Kekuatan pertumbuhan dari penalaran deduktif anak dan kemampuan untuk
bermain dengan aturan mengarah pada penyempurnaan yang disengaja keterampilan
yang ditampilkan dalam membangun sesuatu. Dalam pandangan Erikson, anak laki-
laki akan membangun rumah pohon dan membuat model pesawat terbang; anak
perempuan akan memasak dan menjahit. Namun, apa pun hubungan yang terkait
dengan usia ini, anak-anak melakukan upaya serius untuk menyelesaikan tugas
dengan menerapkan perhatian, ketekunan, dan kegigihan yang terkonsentrasi. Dalam
kata-kata Erikson, "Keterampilan dasar teknologi dikembangkan ketika anak menjadi
siap untuk menangani peralatan, alat, dan senjata yang digunakan oleh orang-orang
besar" (1959, p. 83).

Sekali lagi, sikap dan perilaku orang tua dan guru sangat menentukan
seberapa baik anak memandang diri mereka sendiri untuk mengembangkan dan
menggunakan keterampilan mereka. Jika anak dimarahi, ditertawakan, atau ditolak,
mereka cenderung mengembangkan perasaan inferior dan tidak mampu. Di sisi lain,
pujian dan penguatan memupuk perasaan kompeten dan mendorong upaya yang
berkelanjutan.

Kekuatan dasar yang muncul dari ketekunan selama tahap latensi adalah
kompetensi. Ini melibatkan pengerahan keterampilan dan kecerdasan dalam mengejar
dan menyelesaikan tugas. Hasil dari krisis di masing-masing dari empat tahap masa
kanak-kanak ini tergantung pada orang lain. Resolusi adalah fungsi lebih dari apa
yang dilakukan pada anak daripada apa yang dapat dilakukan anak untuk dirinya
sendiri. Meskipun anak-anak mengalami peningkatan kemandirian sejak lahir hingga
usia 11 tahun, perkembangan psikososial sebagian besar masih di bawah pengaruh
orang tua dan guru, biasanya orang yang paling signifikan dalam kehidupan kita saat
ini.

Dalam empat tahap terakhir perkembangan psikososial, kami memiliki kontrol


yang meningkat terhadap lingkungan kami. Kami secara sadar dan sengaja memilih
teman, perguruan tinggi, karier, pasangan, dan kegiatan rekreasi kami. Namun,
pilihan-pilihan yang disengaja ini jelas dipengaruhi oleh karakteristik kepribadian
yang telah berkembang selama tahapan dari lahir hingga remaja. Apakah ego kita
pada saat itu menunjukkan kepercayaan, otonomi, inisiatif, dan ketekunan, atau
ketidakpercayaan, keraguan, rasa bersalah, dan inferioritas, akan menentukan jalan
hidup kita.

Identity Cohesion Versus Role Cohesion: The Identity Crisis

Masa remaja, antara usia 12 dan 18, adalah tahap di mana kita harus bertemu dan
menyelesaikan krisis identitas ego dasar kita. Inilah saatnya kita membentuk citra diri
kita, integrasi ide-ide kita tentang diri kita sendiri dan tentang apa yang orang lain
pikirkan tentang kita. Jika proses ini diselesaikan dengan memuaskan, hasilnya
adalah gambaran yang konsisten dan kongruen.

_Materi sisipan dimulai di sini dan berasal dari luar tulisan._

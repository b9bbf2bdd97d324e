//! Distance constraints between cloth particles.

use crate::float::Float;
use crate::vec::Vec;

/// The class a distance constraint belongs to. Classes share the same
/// projection math and differ only in stiffness.
#[derive(Copy, Clone, Debug, PartialEq, Eq, Hash)]
pub enum ConstraintKind {
    /// Horizontal and vertical grid edges.
    Structural,
    /// Both diagonals of a grid cell.
    Shear,
    /// Pairs two nodes apart along a row or column.
    Bending,
}

/// A fixed-length link between particles `i0` and `i1`.
///
/// `rest_length` is captured once when the grid is built and never changes.
#[derive(Clone, Debug, PartialEq)]
pub struct DistanceConstraint<V: Vec> {
    pub i0: usize,
    pub i1: usize,
    pub rest_length: V::Scalar,
    pub stiffness: V::Scalar,
    pub kind: ConstraintKind,
}

impl<V: Vec> DistanceConstraint<V> {
    pub fn new(
        i0: usize,
        i1: usize,
        rest_length: V::Scalar,
        stiffness: V::Scalar,
        kind: ConstraintKind,
    ) -> Self {
        debug_assert!(i0 != i1, "constraint must join two distinct particles");
        DistanceConstraint { i0, i1, rest_length, stiffness, kind }
    }

    /// Build a constraint whose rest length is the current distance between
    /// the two positions.
    pub fn from_positions(
        i0: usize,
        i1: usize,
        positions: &[V],
        stiffness: V::Scalar,
        kind: ConstraintKind,
    ) -> Self {
        let rest_length = (positions[i1] - positions[i0]).length();
        Self::new(i0, i1, rest_length, stiffness, kind)
    }

    /// Current length of the constraint over `positions`.
    pub fn current_length(&self, positions: &[V]) -> V::Scalar {
        (positions[self.i1] - positions[self.i0]).length()
    }
}

/// Pull the two endpoints of `c` toward its rest length, in place.
///
/// Each endpoint moves by half the stiffness-weighted error regardless of
/// mass; pinned particles are restored at commit. A zero-length link is
/// left untouched.
pub fn project<V: Vec>(c: &DistanceConstraint<V>, positions: &mut [V]) {
    let p0 = positions[c.i0];
    let p1 = positions[c.i1];
    let dir = p1 - p0;
    let len = dir.length();
    if len == V::Scalar::zero() {
        return;
    }
    let diff = (len - c.rest_length) / len;
    let correction = dir.scale(V::Scalar::half() * diff * c.stiffness);
    positions[c.i0] = p0 + correction;
    positions[c.i1] = p1 - correction;
}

Membangun identitas dan menerimanya adalah tugas yang sulit, sering


dipenuhi dengan kecemasan Eksperimen remaja dengan peran dan ideologi yang
berbeda, berusaha menentukan kecocokan yang paling kompatibel. Erikson
menyarankan bahwa remaja adalah jeda antara masa kanak-kanak dan dewasa,
moratorium psikologis yang diperlukan untuk memberi orang waktu dan energi untuk
memainkan peran yang berbeda dan hidup dengan citra diri yang berbeda.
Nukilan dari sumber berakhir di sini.